L’excelleeeent Christophe Lemaire nous fait une brillante présentation de L’Ambulance (24’). Le journaliste de cinéma revient sur ce film qu’il affectionne tout particulièrement, réalisé par « le plus grand spécialiste du genre ». Il aborde plus précisément ce petit thriller de série B, qui repose avant tout sur les personnages, inspiré quelque peu par La Mort aux trousses d’Alfred Hitchcock, dont il évoque les conditions de tournage (« parfois à l’arrache, avec des plans vraisemblablement volés dans les rues de New York »). La genèse du film (« le plus gros succès de Larry Cohen en France, un bide aux Etats-Unis, mais un carton en VHS »), le casting, l’apparition de Stan Lee, la carrière du réalisateur et la musique de Jay Chattaway sont aussi passés au peigne fin.
L’éditeur a pu mettre la main sur une masterclass de Larry Cohen, proposée en 2013 au Festival international du film fantastique de Neuchâtel (35’). En short, toujours décontracté et heureux de revenir sur ses films, même s’il s’agira ici de délivrer moult conseils aux aspirants metteurs en scène et scénaristes, le cinéaste donnait tous ses « petits trucs » pour « faire un film ». Nous n’énumérerons pas tout ce qui est dévoilé ici, mais on y parle de l’importance du son, de la nécessité de toujours avoir un plan B sous le coude au cas où le tournage ne se déroulerait pas comme prévu, de la priorité à accorder à l’écriture du scénario. Larry Cohen revient sur son propre processus créatif (« il faut écrire avec frénésie »), de son amour pour tous les genres de cinéma, du fossé séparant les films de studio et les productions indépendantes, incitant son public à pouvoir accéder à la liberté créatrice.
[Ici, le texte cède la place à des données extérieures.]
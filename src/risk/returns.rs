// Return series helpers for VaR inputs

/// Simple returns between consecutive closes; one shorter than the input
pub fn pct_change(closes: &[f64]) -> Vec<f64> {
    closes
        .windows(2)
        .map(|w| w[1] / w[0] - 1.0)
        .collect()
}

/// Sums over each full trailing window. Partial leading windows are dropped.
pub fn rolling_sum(values: &[f64], window: usize) -> Vec<f64> {
    if window == 0 {
        return Vec::new();
    }
    values.windows(window).map(|w| w.iter().sum()).collect()
}
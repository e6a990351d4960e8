// Market data types and top-of-book utilities

pub mod polling;

use chrono::{DateTime, Utc};
use serde::{Deserialize, Serialize};
use std::fmt;

use crate::error::{DeskError, DeskResult};

pub use polling::{poll_order_book, poll_order_books, BookSample};

/// Default number of levels per side in a depth snapshot
pub const DEFAULT_DEPTH: usize = 20;

/// A single (price, size) level
#[derive(Debug, Clone, Copy, PartialEq, Serialize, Deserialize)]
pub struct BookLevel {
    pub price: f64,
    pub size: f64,
}

impl BookLevel {
    pub fn new(price: f64, size: f64) -> Self {
        Self { price, size }
    }
}

impl From<(f64, f64)> for BookLevel {
    fn from((price, size): (f64, f64)) -> Self {
        Self { price, size }
    }
}

/// Order book as delivered by the exchange.
///
/// Bids are descending and asks ascending by price. Crossed books are not
/// rejected here.
#[derive(Debug, Clone, PartialEq, Default, Serialize, Deserialize)]
pub struct OrderBook {
    pub bids: Vec<BookLevel>,
    pub asks: Vec<BookLevel>,
    pub timestamp: Option<DateTime<Utc>>,
}

impl OrderBook {
    pub fn new(bids: Vec<BookLevel>, asks: Vec<BookLevel>) -> Self {
        Self { bids, asks, timestamp: None }
    }

    pub fn best_bid(&self) -> Option<&BookLevel> {
        self.bids.first()
    }

    pub fn best_ask(&self) -> Option<&BookLevel> {
        self.asks.first()
    }

    pub fn mid(&self) -> DeskResult<f64> {
        mid_from_order_book(&self.bids, &self.asks)
    }

    pub fn spread(&self) -> DeskResult<f64> {
        spread_top(&self.bids, &self.asks)
    }

    pub fn depth_snapshot(&self, depth: usize) -> Vec<DepthRow> {
        depth_snapshot(&self.bids, &self.asks, depth)
    }
}

#[derive(Debug, Clone, Copy, PartialEq, Eq, Serialize, Deserialize)]
#[serde(rename_all = "lowercase")]
pub enum Side {
    Bid,
    Ask,
}

impl fmt::Display for Side {
    fn fmt(&self, f: &mut fmt::Formatter<'_>) -> fmt::Result {
        match self {
            Side::Bid => write!(f, "bid"),
            Side::Ask => write!(f, "ask"),
        }
    }
}

/// One row of a flattened depth snapshot
#[derive(Debug, Clone, Copy, PartialEq, Serialize, Deserialize)]
pub struct DepthRow {
    pub price: f64,
    pub size: f64,
    pub side: Side,
}

/// OHLCV candle, oldest first when in a sequence
#[derive(Debug, Clone, PartialEq, Serialize, Deserialize)]
pub struct Candle {
    pub timestamp: DateTime<Utc>,
    pub open: f64,
    pub high: f64,
    pub low: f64,
    pub close: f64,
    pub volume: f64,
}

impl Candle {
    /// Build a candle from an exchange row `[ts_ms, open, high, low, close, volume]`
    pub fn from_row(timestamp_ms: i64, open: f64, high: f64, low: f64, close: f64, volume: f64) -> DeskResult<Self> {
        let timestamp = DateTime::from_timestamp_millis(timestamp_ms)
            .ok_or_else(|| DeskError::ApiParse(format!("Invalid candle timestamp: {}", timestamp_ms)))?;
        Ok(Self { timestamp, open, high, low, close, volume })
    }

    pub fn timestamp_ms(&self) -> i64 {
        self.timestamp.timestamp_millis()
    }
}

/// Close prices of a candle sequence, in order
pub fn closes(candles: &[Candle]) -> Vec<f64> {
    candles.iter().map(|c| c.close).collect()
}

/// Average of best bid and best ask
pub fn mid_from_order_book(bids: &[BookLevel], asks: &[BookLevel]) -> DeskResult<f64> {
    let (bid, ask) = top_of_book(bids, asks)?;
    Ok((bid + ask) / 2.0)
}

/// Best ask minus best bid
pub fn spread_top(bids: &[BookLevel], asks: &[BookLevel]) -> DeskResult<f64> {
    let (bid, ask) = top_of_book(bids, asks)?;
    Ok(ask - bid)
}

fn top_of_book(bids: &[BookLevel], asks: &[BookLevel]) -> DeskResult<(f64, f64)> {
    match (bids.first(), asks.first()) {
        (Some(bid), Some(ask)) => Ok((bid.price, ask.price)),
        (None, _) => Err(DeskError::insufficient("order book has no bids")),
        (_, None) => Err(DeskError::insufficient("order book has no asks")),
    }
}

/// Flatten the first `depth` levels of each side into tagged rows, bids first.
/// Sides shorter than `depth` contribute every level they have.
pub fn depth_snapshot(bids: &[BookLevel], asks: &[BookLevel], depth: usize) -> Vec<DepthRow> {
    let tag = |levels: &[BookLevel], side: Side| {
        levels
            .iter()
            .take(depth)
            .map(move |l| DepthRow { price: l.price, size: l.size, side })
            .collect::<Vec<_>>()
    };

    let mut rows = tag(bids, Side::Bid);
    rows.extend(tag(asks, Side::Ask));
    rows
}
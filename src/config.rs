//! Harness configuration
//!
//! All workload parameters live in one explicit structure passed into the
//! orchestrator: the fixed element count, dispatch width, iteration count,
//! and the module/entry names for the two kernels under comparison.

use crate::{Error, Result};
use std::path::PathBuf;

/// Configuration for one harness run
#[derive(Debug, Clone)]
pub struct HarnessConfig {
    /// Number of f32 elements per buffer (default: 2^20)
    pub element_count: usize,

    /// Threads per block along x for the workload kernel (default: 32)
    pub threads_per_block: u32,

    /// Kernel launches per timing mode per phase (default: 1000)
    pub iterations: u32,

    /// Module file containing the elementwise-add kernel
    pub kernel_module: PathBuf,

    /// Entry point name of the elementwise-add kernel
    pub kernel_entry: String,

    /// Module file containing the no-op kernel
    pub noop_module: PathBuf,

    /// Entry point name of the no-op kernel
    pub noop_entry: String,

    /// CUDA device ordinal (0-based)
    pub device_id: usize,
}

impl Default for HarnessConfig {
    fn default() -> Self {
        Self {
            element_count: 1 << 20,
            threads_per_block: 32,
            iterations: 1000,
            kernel_module: PathBuf::from("vectoradd.ptx"),
            kernel_entry: "vectoradd".to_string(),
            noop_module: PathBuf::from("nop.ptx"),
            noop_entry: "mynop".to_string(),
            device_id: 0,
        }
    }
}

impl HarnessConfig {
    /// Create a configuration with default values
    pub fn new() -> Self {
        Self::default()
    }

    /// Set the element count
    pub fn with_element_count(mut self, count: usize) -> Self {
        self.element_count = count;
        self
    }

    /// Set threads per block
    pub fn with_threads_per_block(mut self, threads: u32) -> Self {
        self.threads_per_block = threads;
        self
    }

    /// Set the iteration count
    pub fn with_iterations(mut self, iterations: u32) -> Self {
        self.iterations = iterations;
        self
    }

    /// Set the device ordinal
    pub fn with_device_id(mut self, device_id: usize) -> Self {
        self.device_id = device_id;
        self
    }

    /// Total byte length of one f32 buffer
    #[inline]
    pub fn buffer_bytes(&self) -> usize {
        self.element_count * std::mem::size_of::<f32>()
    }

    /// Validate the configuration
    pub fn validate(&self) -> Result<()> {
        if self.element_count == 0 {
            return Err(Error::InvalidConfig(
                "element_count must be > 0".to_string(),
            ));
        }

        if self.threads_per_block == 0 {
            return Err(Error::InvalidConfig(
                "threads_per_block must be > 0".to_string(),
            ));
        }

        if self.element_count > u32::MAX as usize {
            return Err(Error::InvalidConfig(format!(
                "element_count {} exceeds the maximum dispatchable count {}",
                self.element_count,
                u32::MAX
            )));
        }

        if self.element_count % self.threads_per_block as usize != 0 {
            return Err(Error::InvalidConfig(format!(
                "element_count {} must be a multiple of threads_per_block {}",
                self.element_count, self.threads_per_block
            )));
        }

        if self.iterations == 0 {
            return Err(Error::InvalidConfig("iterations must be > 0".to_string()));
        }

        if self.kernel_entry == self.noop_entry {
            return Err(Error::InvalidConfig(
                "kernel_entry and noop_entry must differ".to_string(),
            ));
        }

        Ok(())
    }
}

#[cfg(test)]
mod tests {
    use super::*;

    #[test]
    fn test_default_config() {
        let config = HarnessConfig::default();
        assert_eq!(config.element_count, 1 << 20);
        assert_eq!(config.threads_per_block, 32);
        assert_eq!(config.iterations, 1000);
        assert_eq!(config.kernel_entry, "vectoradd");
        assert_eq!(config.noop_entry, "mynop");
        assert!(config.validate().is_ok());
    }

    #[test]
    fn test_buffer_bytes() {
        let config = HarnessConfig::new().with_element_count(1 << 20);
        assert_eq!(config.buffer_bytes(), (1 << 20) * 4);
    }

    #[test]
    fn test_builder_pattern() {
        let config = HarnessConfig::new()
            .with_element_count(4096)
            .with_threads_per_block(64)
            .with_iterations(100);

        assert_eq!(config.element_count, 4096);
        assert_eq!(config.threads_per_block, 64);
        assert_eq!(config.iterations, 100);
        assert!(config.validate().is_ok());
    }

    #[test]
    fn test_validation_zero_elements() {
        let config = HarnessConfig::new().with_element_count(0);
        assert!(config.validate().is_err());
    }

    #[test]
    fn test_validation_zero_iterations() {
        let config = HarnessConfig::new().with_iterations(0);
        assert!(config.validate().is_err());
    }

    #[test]
    #[cfg(target_pointer_width = "64")]
    fn test_validation_oversized_element_count() {
        // 2^32 is a multiple of any power-of-two block width but cannot be
        // expressed as a 32-bit grid dimension.
        let config = HarnessConfig::new().with_element_count(1usize << 32);
        assert!(config.validate().is_err());
    }

    #[test]
    fn test_validation_misaligned_element_count() {
        let config = HarnessConfig::new()
            .with_element_count(1000)
            .with_threads_per_block(32);
        assert!(config.validate().is_err());
    }

    #[test]
    fn test_validation_duplicate_entry_names() {
        let mut config = HarnessConfig::new();
        config.noop_entry = config.kernel_entry.clone();
        assert!(config.validate().is_err());
    }
}
//! launchbench CLI - kernel-launch microbenchmark harness

use anyhow::Result;
use clap::Parser;
use launchbench::{HarnessConfig, Orchestrator, PhaseReport};
use std::path::PathBuf;
use tracing_subscriber::{layer::SubscriberExt, util::SubscriberInitExt};

#[derive(Parser)]
#[command(name = "launchbench")]
#[command(author, version, about, long_about = None)]
struct Cli {
    /// Increase verbosity (-v, -vv, -vvv)
    #[arg(short, long, action = clap::ArgAction::Count)]
    verbose: u8,

    /// Number of f32 elements per buffer
    #[arg(long, default_value_t = 1 << 20)]
    elements: usize,

    /// Threads per block for the workload kernel
    #[arg(long, default_value_t = 32)]
    threads_per_block: u32,

    /// Kernel launches per timing mode per phase
    #[arg(long, default_value_t = 1000)]
    iterations: u32,

    /// Module file containing the elementwise-add kernel
    #[arg(long, default_value = "vectoradd.ptx")]
    kernel_module: PathBuf,

    /// Entry point of the elementwise-add kernel
    #[arg(long, default_value = "vectoradd")]
    kernel_entry: String,

    /// Module file containing the no-op kernel
    #[arg(long, default_value = "nop.ptx")]
    noop_module: PathBuf,

    /// Entry point of the no-op kernel
    #[arg(long, default_value = "mynop")]
    noop_entry: String,

    /// CUDA device ordinal
    #[arg(long, default_value_t = 0)]
    device: usize,
}

fn print_phase(kernel: &str, phase: &str, report: &PhaseReport) {
    println!("{} / {}", kernel, phase);
    println!("  pipelined   {}", report.pipelined);
    println!("  synchronous {}", report.synchronous);
    if let Some(verdict) = report.verdict {
        println!(
            "  {}",
            if verdict.passed() { "PASSED" } else { "FAILED" }
        );
    }
}

fn main() -> Result<()> {
    let cli = Cli::parse();

    let filter = match cli.verbose {
        0 => "warn",
        1 => "info",
        2 => "debug",
        _ => "trace",
    };

    tracing_subscriber::registry()
        .with(tracing_subscriber::EnvFilter::try_from_default_env().unwrap_or_else(|_| filter.into()))
        .with(tracing_subscriber::fmt::layer())
        .init();

    let config = HarnessConfig {
        element_count: cli.elements,
        threads_per_block: cli.threads_per_block,
        iterations: cli.iterations,
        kernel_module: cli.kernel_module,
        kernel_entry: cli.kernel_entry,
        noop_module: cli.noop_module,
        noop_entry: cli.noop_entry,
        device_id: cli.device,
    };

    let summary = Orchestrator::new(config)?.run()?;

    for report in [&summary.workload, &summary.baseline] {
        print_phase(&report.kernel, "device resident", &report.device_resident);
        print_phase(&report.kernel, "host resident", &report.host_resident);
    }

    if !summary.passed() {
        anyhow::bail!("result validation failed");
    }
    Ok(())
}
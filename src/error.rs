//! Error types for the benchmark harness
//!
//! Every accelerator-runtime call in this crate is checked through this
//! module: raw `CUresult` codes via [`check`], safe-API `DriverError`s via
//! [`DriverStatus::from_driver`]. Nothing silently ignores a failing status.

use cudarc::driver::{sys, DriverError};

/// Result type for harness operations
pub type Result<T> = std::result::Result<T, Error>;

/// Detail captured from a failing driver call.
///
/// Carries the numeric status code, the driver's symbolic name and
/// description, and the context string supplied by the call site.
/// `DriverError` doesn't implement Display in cudarc 0.18, so the symbolic
/// name and description are taken from its Debug representation.
#[derive(Debug, Clone, PartialEq, Eq)]
pub struct DriverStatus {
    /// Numeric CUresult code
    pub code: u32,
    /// Symbolic error name and descriptive message from the driver
    pub detail: String,
    /// Caller-supplied context (which operation was attempted)
    pub context: String,
}

impl DriverStatus {
    /// Capture a failing safe-API call
    pub fn from_driver(err: DriverError, context: impl Into<String>) -> Self {
        Self {
            code: err.0 as u32,
            detail: format!("{:?}", err),
            context: context.into(),
        }
    }
}

impl std::fmt::Display for DriverStatus {
    fn fmt(&self, f: &mut std::fmt::Formatter<'_>) -> std::fmt::Result {
        write!(f, "{}: {} (code {})", self.context, self.detail, self.code)
    }
}

/// Benchmark harness errors
#[derive(Debug, thiserror::Error)]
pub enum Error {
    /// Device memory allocation failed
    #[error("device memory allocation failed: {0}")]
    Allocation(DriverStatus),

    /// Host memory could not be pinned (or unpinned)
    #[error("host memory pinning failed: {0}")]
    Pinning(DriverStatus),

    /// Device-visible address of a pinned range could not be resolved
    #[error("device address mapping failed: {0}")]
    Mapping(DriverStatus),

    /// Kernel dispatch rejected by the runtime
    #[error("kernel launch failed: {0}")]
    Launch(DriverStatus),

    /// Wait-for-completion failed, typically an earlier asynchronous fault
    #[error("device synchronization failed: {0}")]
    Synchronization(DriverStatus),

    /// Driver failure outside the classes above (context creation,
    /// module load, memory copy)
    #[error("accelerator runtime error: {0}")]
    Runtime(DriverStatus),

    /// Kernel module file could not be read
    #[error("failed to read kernel module {path}: {source}")]
    ModuleIo {
        /// Module file path
        path: String,
        /// Underlying I/O error
        source: std::io::Error,
    },

    /// Configuration rejected by validation
    #[error("invalid configuration: {0}")]
    InvalidConfig(String),

    /// A benchmark worker thread terminated abnormally
    #[error("benchmark worker for kernel '{0}' panicked")]
    WorkerPanic(String),
}

/// Check a raw driver status code, attaching context on failure.
///
/// This is the single error-signaling path for raw `sys` calls; call sites
/// lift the returned [`DriverStatus`] into the taxonomy variant for their
/// operation class.
pub(crate) fn check(
    status: sys::CUresult,
    context: &'static str,
) -> std::result::Result<(), DriverStatus> {
    status
        .result()
        .map_err(|e| DriverStatus::from_driver(e, context))
}

#[cfg(test)]
mod tests {
    use super::*;

    fn status(context: &str) -> DriverStatus {
        DriverStatus {
            code: 2,
            detail: "DriverError(CUDA_ERROR_OUT_OF_MEMORY, \"out of memory\")".to_string(),
            context: context.to_string(),
        }
    }

    #[test]
    fn test_driver_status_display() {
        let s = status("cuMemAlloc");
        let text = s.to_string();
        assert!(text.contains("cuMemAlloc"));
        assert!(text.contains("CUDA_ERROR_OUT_OF_MEMORY"));
        assert!(text.contains("code 2"));
    }

    #[test]
    fn test_error_variants_carry_context() {
        let err = Error::Allocation(status("buffer A"));
        assert!(err.to_string().contains("allocation failed"));
        assert!(err.to_string().contains("buffer A"));

        let err = Error::Launch(status("vectoradd"));
        assert!(err.to_string().contains("launch failed"));
        assert!(err.to_string().contains("vectoradd"));
    }

    #[test]
    fn test_check_success_is_ok() {
        assert!(check(sys::CUresult::CUDA_SUCCESS, "noop").is_ok());
    }

    #[test]
    fn test_check_failure_captures_context() {
        let err = check(sys::CUresult::CUDA_ERROR_INVALID_VALUE, "cuMemHostRegister")
            .expect_err("must fail");
        assert_eq!(err.context, "cuMemHostRegister");
        assert!(err.detail.contains("CUDA_ERROR_INVALID_VALUE"));
    }
}
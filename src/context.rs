//! Device context management
//!
//! Encapsulates the CUDA context and provides the device property report
//! printed at startup. The context is shared between both benchmark workers;
//! each worker binds it to its own thread before issuing driver calls.

use crate::error::{DriverStatus, Error, Result};
use cudarc::driver::{sys, CudaContext, CudaStream};
use std::sync::Arc;
use tracing::{debug, info};

/// Device context for the benchmark harness
#[derive(Clone)]
pub struct GpuContext {
    ctx: Arc<CudaContext>,
}

impl GpuContext {
    /// Create a context on the default device (ordinal 0)
    ///
    /// # Errors
    /// Returns an error if no CUDA-capable device is available or
    /// initialization fails
    pub fn new() -> Result<Self> {
        Self::with_device(0)
    }

    /// Create a context on a specific device ordinal
    pub fn with_device(device_id: usize) -> Result<Self> {
        debug!("initializing CUDA device {}", device_id);

        let ctx = CudaContext::new(device_id).map_err(|e| {
            Error::Runtime(DriverStatus::from_driver(
                e,
                format!("cuCtxCreate (device {})", device_id),
            ))
        })?;

        Ok(Self { ctx })
    }

    /// The underlying CUDA context
    #[inline]
    pub fn context(&self) -> &Arc<CudaContext> {
        &self.ctx
    }

    /// Create an independent execution queue.
    ///
    /// Work submitted to one queue executes in submission order; queues are
    /// unordered relative to each other. Each benchmark worker owns exactly
    /// one queue.
    pub fn new_queue(&self) -> Result<Arc<CudaStream>> {
        self.ctx
            .new_stream()
            .map_err(|e| Error::Runtime(DriverStatus::from_driver(e, "cuStreamCreate")))
    }

    /// Bind this context to the calling thread.
    ///
    /// Must be called once by each worker thread before any driver call.
    pub fn bind_to_thread(&self) -> Result<()> {
        self.ctx
            .bind_to_thread()
            .map_err(|e| Error::Runtime(DriverStatus::from_driver(e, "cuCtxSetCurrent")))
    }

    /// Device name
    pub fn device_name(&self) -> Result<String> {
        self.ctx
            .name()
            .map_err(|e| Error::Runtime(DriverStatus::from_driver(e, "cuDeviceGetName")))
    }

    /// Query a device attribute
    fn attribute(&self, attr: sys::CUdevice_attribute) -> Result<i32> {
        self.ctx
            .attribute(attr)
            .map_err(|e| Error::Runtime(DriverStatus::from_driver(e, "cuDeviceGetAttribute")))
    }

    /// Log the device property report
    pub fn log_device_info(&self) -> Result<()> {
        let name = self.device_name()?;
        let (cc_major, cc_minor) = self
            .ctx
            .compute_capability()
            .map_err(|e| Error::Runtime(DriverStatus::from_driver(e, "cuDeviceComputeCapability")))?;
        let sm_count = self.attribute(
            sys::CUdevice_attribute::CU_DEVICE_ATTRIBUTE_MULTIPROCESSOR_COUNT,
        )?;
        let max_threads = self.attribute(
            sys::CUdevice_attribute::CU_DEVICE_ATTRIBUTE_MAX_THREADS_PER_BLOCK,
        )?;

        info!(
            "device: {} (sm_{}{}, {} multiprocessors, {} max threads/block)",
            name, cc_major, cc_minor, sm_count, max_threads
        );
        Ok(())
    }
}

impl std::fmt::Debug for GpuContext {
    fn fmt(&self, f: &mut std::fmt::Formatter<'_>) -> std::fmt::Result {
        f.debug_struct("GpuContext")
            .field("device_name", &self.device_name().ok())
            .finish()
    }
}
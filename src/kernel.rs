//! Kernel module loading and dispatch geometry

use crate::error::{DriverStatus, Error, Result};
use crate::GpuContext;
use cudarc::driver::{CudaFunction, CudaModule, LaunchConfig};
use cudarc::nvrtc::Ptx;
use std::path::Path;
use std::sync::Arc;
use tracing::debug;

/// A resolved kernel function plus its human-readable entry name.
///
/// The name is used to branch benchmark parameters (the no-op kernel gets a
/// degenerate dispatch). Immutable once resolved.
pub struct KernelHandle {
    name: String,
    function: CudaFunction,
    /// Keeps the function's module alive for the handle's lifetime
    #[allow(dead_code)]
    module: Arc<CudaModule>,
}

impl KernelHandle {
    /// Load a precompiled module image from disk and resolve one entry point.
    ///
    /// Accepts anything `cuModuleLoadData` accepts: PTX text, cubin, fatbin.
    pub fn load(ctx: &GpuContext, path: &Path, entry: &str) -> Result<Self> {
        debug!("loading kernel module {} (entry {})", path.display(), entry);

        let mut image = std::fs::read(path).map_err(|source| Error::ModuleIo {
            path: path.display().to_string(),
            source,
        })?;
        // cuModuleLoadData expects NUL-terminated text images; harmless for cubin.
        image.push(0);

        let module = ctx
            .context()
            .load_module(Ptx::from_binary(image))
            .map_err(|e| {
                Error::Runtime(DriverStatus::from_driver(
                    e,
                    format!("cuModuleLoadData ({})", path.display()),
                ))
            })?;

        let function = module.load_function(entry).map_err(|e| {
            Error::Runtime(DriverStatus::from_driver(
                e,
                format!("cuModuleGetFunction ({})", entry),
            ))
        })?;

        Ok(Self {
            name: entry.to_string(),
            function,
            module,
        })
    }

    /// Resolved entry point name
    #[inline]
    pub fn name(&self) -> &str {
        &self.name
    }

    /// The underlying function handle
    #[inline]
    pub fn function(&self) -> &CudaFunction {
        &self.function
    }
}

impl std::fmt::Debug for KernelHandle {
    fn fmt(&self, f: &mut std::fmt::Formatter<'_>) -> std::fmt::Result {
        f.debug_struct("KernelHandle").field("name", &self.name).finish()
    }
}

/// Dispatch geometry for one kernel launch.
///
/// The kernel identified by `noop_entry` performs no per-element work and is
/// dispatched as a single block of a single thread to measure fixed launch
/// overhead; every other kernel covers `element_count` elements with 1-D
/// blocks of `threads_per_block` threads.
pub fn dispatch_geometry(
    kernel_name: &str,
    noop_entry: &str,
    element_count: usize,
    threads_per_block: u32,
) -> LaunchConfig {
    if kernel_name == noop_entry {
        LaunchConfig {
            grid_dim: (1, 1, 1),
            block_dim: (1, 1, 1),
            shared_mem_bytes: 0,
        }
    } else {
        LaunchConfig {
            grid_dim: (element_count as u32 / threads_per_block, 1, 1),
            block_dim: (threads_per_block, 1, 1),
            shared_mem_bytes: 0,
        }
    }
}
//! Concurrent two-worker orchestration
//!
//! Runs the workload kernel and the no-op kernel concurrently, one worker
//! per kernel, each on its own execution queue and thread. The workload
//! worker validates correctness; the no-op worker runs timing-only. Both
//! workers are joined before any result is observed, and each returns a
//! typed result rather than unwinding across the thread boundary.

use crate::config::HarnessConfig;
use crate::kernel::KernelHandle;
use crate::worker::{BenchmarkWorker, WorkerReport};
use crate::{Error, GpuContext, Result};
use std::thread;
use tracing::{debug, info};

/// Combined results of one harness run
#[derive(Debug, Clone)]
pub struct BenchmarkSummary {
    /// Report for the elementwise-add kernel (validated)
    pub workload: WorkerReport,
    /// Report for the no-op kernel (timing-only)
    pub baseline: WorkerReport,
}

impl BenchmarkSummary {
    /// Whether every validated phase passed
    pub fn passed(&self) -> bool {
        self.workload.passed() && self.baseline.passed()
    }
}

/// Constructs the context, kernels, and queues, and joins the two workers.
pub struct Orchestrator {
    config: HarnessConfig,
}

impl Orchestrator {
    /// Create an orchestrator from a validated configuration
    pub fn new(config: HarnessConfig) -> Result<Self> {
        config.validate()?;
        Ok(Self { config })
    }

    /// Run both benchmark workers concurrently and combine their reports.
    ///
    /// Overall failure is any worker reporting FAIL (visible through the
    /// summary) or returning an unrecovered runtime error (propagated here).
    pub fn run(&self) -> Result<BenchmarkSummary> {
        let ctx = GpuContext::with_device(self.config.device_id)?;
        ctx.log_device_info()?;

        let workload_kernel = KernelHandle::load(
            &ctx,
            &self.config.kernel_module,
            &self.config.kernel_entry,
        )?;
        let noop_kernel =
            KernelHandle::load(&ctx, &self.config.noop_module, &self.config.noop_entry)?;

        // One independent queue per worker; never shared.
        let workload_queue = ctx.new_queue()?;
        let noop_queue = ctx.new_queue()?;

        let workload_worker = BenchmarkWorker::new(
            ctx.clone(),
            workload_queue,
            workload_kernel,
            self.config.clone(),
            true,
        );
        let noop_worker = BenchmarkWorker::new(
            ctx.clone(),
            noop_queue,
            noop_kernel,
            self.config.clone(),
            false,
        );

        debug!("spawning benchmark workers");
        let workload_handle = thread::spawn(move || workload_worker.run());
        let noop_handle = thread::spawn(move || noop_worker.run());

        // Both handles are joined before either result is inspected: a
        // failing workload worker must not leave the no-op worker detached
        // and still issuing driver calls while the process exits.
        let workload = join_worker(workload_handle, &self.config.kernel_entry);
        let baseline = join_worker(noop_handle, &self.config.noop_entry);
        let workload = workload?;
        let baseline = baseline?;

        let summary = BenchmarkSummary { workload, baseline };
        info!(
            "harness complete: {}",
            if summary.passed() { "PASSED" } else { "FAILED" }
        );
        Ok(summary)
    }
}

/// Block until one worker thread completes, lifting a panic into
/// [`Error::WorkerPanic`].
fn join_worker(
    handle: thread::JoinHandle<Result<WorkerReport>>,
    kernel: &str,
) -> Result<WorkerReport> {
    handle
        .join()
        .map_err(|_| Error::WorkerPanic(kernel.to_string()))?
}

#[cfg(test)]
mod tests {
    use super::*;
    use crate::runner::LaunchTiming;
    use crate::worker::PhaseReport;
    use std::sync::atomic::{AtomicBool, Ordering};
    use std::sync::Arc;
    use std::time::Duration;

    fn dummy_report(kernel: &str) -> WorkerReport {
        let timing = LaunchTiming {
            iterations: 1,
            elapsed_us: 1,
        };
        let phase = PhaseReport {
            pipelined: timing,
            synchronous: timing,
            verdict: None,
            phase_elapsed_us: 1,
        };
        WorkerReport {
            kernel: kernel.to_string(),
            device_resident: phase,
            host_resident: phase,
        }
    }

    #[test]
    fn test_rejects_invalid_config() {
        let config = HarnessConfig::new().with_iterations(0);
        assert!(Orchestrator::new(config).is_err());
    }

    #[test]
    fn test_accepts_default_config() {
        assert!(Orchestrator::new(HarnessConfig::default()).is_ok());
    }

    #[test]
    fn test_join_worker_lifts_panic() {
        let handle = thread::spawn(|| -> Result<WorkerReport> { panic!("boom") });
        let err = join_worker(handle, "vectoradd").expect_err("must fail");
        assert!(matches!(err, Error::WorkerPanic(name) if name == "vectoradd"));
    }

    #[test]
    fn test_join_worker_passes_through_results() {
        let handle = thread::spawn(|| Ok(dummy_report("mynop")));
        let report = join_worker(handle, "mynop").unwrap();
        assert_eq!(report.kernel, "mynop");
    }

    #[test]
    fn test_failing_worker_does_not_leave_peer_detached() {
        // Mirrors the join sequence in Orchestrator::run: one worker errors
        // immediately, the other is still running. The slow worker must be
        // joined (and its completion observed) before either result is
        // propagated.
        let peer_completed = Arc::new(AtomicBool::new(false));
        let flag = peer_completed.clone();

        let failing = thread::spawn(|| -> Result<WorkerReport> {
            Err(Error::InvalidConfig("injected worker failure".to_string()))
        });
        let slow = thread::spawn(move || {
            thread::sleep(Duration::from_millis(50));
            flag.store(true, Ordering::SeqCst);
            Ok(dummy_report("mynop"))
        });

        let workload = join_worker(failing, "vectoradd");
        let baseline = join_worker(slow, "mynop");

        assert!(peer_completed.load(Ordering::SeqCst));
        assert!(workload.is_err());
        assert!(baseline.is_ok());
    }
}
L’interactivité se clôt sur la bande-annonce.
L’Image et le son
Ce nouveau master HD de L’Ambulance brille de mille feux. D’une propreté absolue, l’image met en valeur la superbe photo signée Jacques Haitkin (Faust de Brian Yuzna, Cherry 2000 de Steve De Jarnatt, Shocker de Wes Craven) et offre un rendu très impressionnant des séquences en extérieur un relief marqué. La définition est souvent optimale avec très peu de fourmillements, le rendu de la carnation est naturel, on apprécie le niveau des détails, l’affûtage du piqué, le grain cinéma respecté, la richesse des contrastes, et l’aplomb de la compression numérique qui consolide les scènes plus agitées. Les noirs sont fermes, c’est stable, élégant. Clair et net, ce Blu-ray – au format 1080p – de L’Ambulance offre une deuxième jeunesse bien méritée au film de Larry Cohen. La très longue attente des fans du réalisateur est donc largement récompensée.
Les mixages anglais et français DTS-HD Master Audio 2.0 Surround sont propres et distillent parfaitement la musique de Jay Chattaway. La piste anglaise est la plus équilibrée du lot avec une homogénéité entre les dialogues et les bruitages. Au jeu des différences, la version française (au doublage excellent avec Nicolas Marié qui prête sa voix à Eric Roberts, tandis que Megan Gallagher peut compter sur celle de la grande Céline Montsarrat) s’avère sensiblement plus couverte.